As a belief system is adapted, it over time ceases to have the identity it once had. In fact, the inevitable outcome of adaptation is for it to eventually become what it is adapting too. Any group that surrenders its founding principles also surrenders itself. 

This reminds me of a conversation I once had in a Starbucks with a young Ivy League Math professor. In our chat, after indicating to me that she was “spiritual” and not “religious,” I asked her that if she were to look for a church, what would she be attracted to? She thought for a minute and said, probably the Unitarian Universalist Church. But then she paused and made a great concession admitting that however was really contradictory because the Unitarians don’t really believe anything! Well put! The  Unitarians do not believe anything because they adapted their entire belief system to popular sentiment during the age of Romanticism.


The question that remains is this: How do we as orthodox, bible-believing Christians, reach out with a Gospel that has edges on it? How to we bring a Gospel to the world that is often offensive and unwelcome to the warm and empty platitudes of pop-spirituality?
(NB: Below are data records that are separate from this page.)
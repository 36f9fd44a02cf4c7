use chrono::{DateTime, Datelike, TimeDelta, TimeZone, Utc};
use countdown_engine::calendar::{add_months, add_years};
use countdown_engine::decompose::{decompose_at, Direction};
use countdown_engine::progress::progress_at;
use countdown_engine::recurrence::{next_occurrence_at, Recurrence};
use countdown_engine::units::{resolve_units, Unit};
use proptest::prelude::*;

fn anchor() -> DateTime<Utc> {
    Utc.with_ymd_and_hms(2026, 10, 14, 12, 0, 0).unwrap()
}

fn instant() -> impl Strategy<Value = DateTime<Utc>> {
    // 1970-01-01 .. roughly 2100.
    (0i64..4_102_444_800_000).prop_map(|ms| DateTime::from_timestamp_millis(ms).unwrap())
}

fn token() -> impl Strategy<Value = String> {
    prop_oneof![
        Just("y".to_string()),
        Just("mo".to_string()),
        Just("w".to_string()),
        Just("d".to_string()),
        Just("h".to_string()),
        Just("m".to_string()),
        Just("s".to_string()),
        Just("ms".to_string()),
        Just(" Hours ".to_string()),
        "[a-z]{0,6}",
    ]
}

proptest! {
    #[test]
    fn resolved_units_are_nonempty_sorted_and_unique(tokens in prop::collection::vec(token(), 0..10)) {
        let units = resolve_units(&tokens.join(","));
        prop_assert!(!units.is_empty());
        prop_assert!(units.as_slice().windows(2).all(|w| w[0] < w[1]));
    }

    #[test]
    fn add_months_clamps_day_and_lands_in_target_month(start in instant(), months in -36i32..36) {
        let moved = add_months(start, months).unwrap();
        let start_index = start.year() * 12 + start.month0() as i32;
        let moved_index = moved.year() * 12 + moved.month0() as i32;
        prop_assert_eq!(moved_index - start_index, months);
        prop_assert!(moved.day() <= start.day());
        prop_assert_eq!(moved.time(), start.time());
    }

    #[test]
    fn add_years_matches_twelve_months(start in instant(), years in -5i32..5) {
        prop_assert_eq!(add_years(start, years), add_months(start, years * 12));
    }

    #[test]
    fn fixed_decomposition_sums_to_span(span_ms in 0i64..100_000_000_000) {
        let now = anchor();
        let target = now + TimeDelta::milliseconds(span_ms);
        let values = decompose_at(now, target, &resolve_units("w,d,h,m,s,ms"), Direction::Down);
        let total: i64 = values
            .iter()
            .map(|(unit, v)| v as i64 * unit.fixed_ms().unwrap())
            .sum();
        prop_assert_eq!(total, span_ms);
    }

    #[test]
    fn calendar_decomposition_reconstructs_target(start in instant(), span_ms in 0i64..10_000_000_000_000) {
        let target = start + TimeDelta::milliseconds(span_ms);
        let values = decompose_at(start, target, &resolve_units("y,mo,d,h,m,s,ms"), Direction::Down);

        let mut cursor = start;
        for _ in 0..values.get(Unit::Years).unwrap() {
            cursor = add_years(cursor, 1).unwrap();
        }
        for _ in 0..values.get(Unit::Months).unwrap() {
            cursor = add_months(cursor, 1).unwrap();
        }
        let fixed: i64 = values
            .iter()
            .filter_map(|(unit, v)| unit.fixed_ms().map(|ms| v as i64 * ms))
            .sum();
        prop_assert_eq!(cursor + TimeDelta::milliseconds(fixed), target);
    }

    #[test]
    fn countdown_is_zero_only_once_reached(span_ms in -10_000i64..10_000) {
        let now = anchor();
        let target = now + TimeDelta::milliseconds(span_ms);
        let values = decompose_at(now, target, &resolve_units("d,h,m,s"), Direction::Down);
        prop_assert_eq!(values.is_zero(), span_ms <= 0);
    }

    #[test]
    fn up_and_down_agree_on_mirrored_spans(span_ms in 0i64..1_000_000_000) {
        let now = anchor();
        let units = resolve_units("d,h,m,s,ms");
        let down = decompose_at(now, now + TimeDelta::milliseconds(span_ms), &units, Direction::Down);
        let up = decompose_at(now, now - TimeDelta::milliseconds(span_ms), &units, Direction::Up);
        prop_assert_eq!(down, up);
    }

    #[test]
    fn next_occurrence_is_after_now_within_one_period(base in instant(), period in prop_oneof![
        Just(Recurrence::Daily),
        Just(Recurrence::Weekly),
        Just(Recurrence::Monthly),
        Just(Recurrence::Yearly),
    ]) {
        let now = anchor();
        let next = next_occurrence_at(now, base, period);
        prop_assert!(next > now);
        if base <= now {
            let bound = match period {
                Recurrence::Daily => TimeDelta::days(1),
                Recurrence::Weekly => TimeDelta::weeks(1),
                Recurrence::Monthly => TimeDelta::days(31),
                _ => TimeDelta::days(366),
            };
            prop_assert!(next - now <= bound);
        } else {
            prop_assert_eq!(next, base);
        }
    }

    #[test]
    fn progress_is_bounded_and_monotonic(
        start_ms in 0i64..1_000_000,
        len_ms in 1i64..1_000_000,
        a in -2_000_000i64..2_000_000,
        b in -2_000_000i64..2_000_000,
    ) {
        let start = anchor() + TimeDelta::milliseconds(start_ms);
        let end = start + TimeDelta::milliseconds(len_ms);
        let (lo, hi) = if a <= b { (a, b) } else { (b, a) };
        let p_lo = progress_at(anchor() + TimeDelta::milliseconds(lo), start, end);
        let p_hi = progress_at(anchor() + TimeDelta::milliseconds(hi), start, end);
        prop_assert!((0.0..=100.0).contains(&p_lo));
        prop_assert!((0.0..=100.0).contains(&p_hi));
        prop_assert!(p_lo <= p_hi);
    }
}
We reach out with an expression of Jesus’ message and ethic in action!

First, anyone can say love your neighbor. But Jesus told us to love our enemies. This remains a radical message, still today. Jesus calls us to love those who hate us, those who reject us, and those who abuse us. 

Second, we apply this ethic in the context of christian community. One of the great things lost during Christendom was authentic Christian community. The Church always lives between two poles, according to Roberta Hestenes, the institutional and the relational. When she gets too institutional she becomes stale, rigid, and cold—like a fireplace with no fire. This is how the medieval Church of Christendom became a mere peddler of services rather than a purveyor of grace!

On the other hand, when the Church abandons reasonable institutional structures, she becomes like a raging fire out of control that knows no boundaries. 

The beauty of Christian community is that it is not only where the Gospel of Jesus is most beautifully defended, it is also the place where almost all evangelistic work is accomplished. People are not converted to the Church—they are converted within the Church.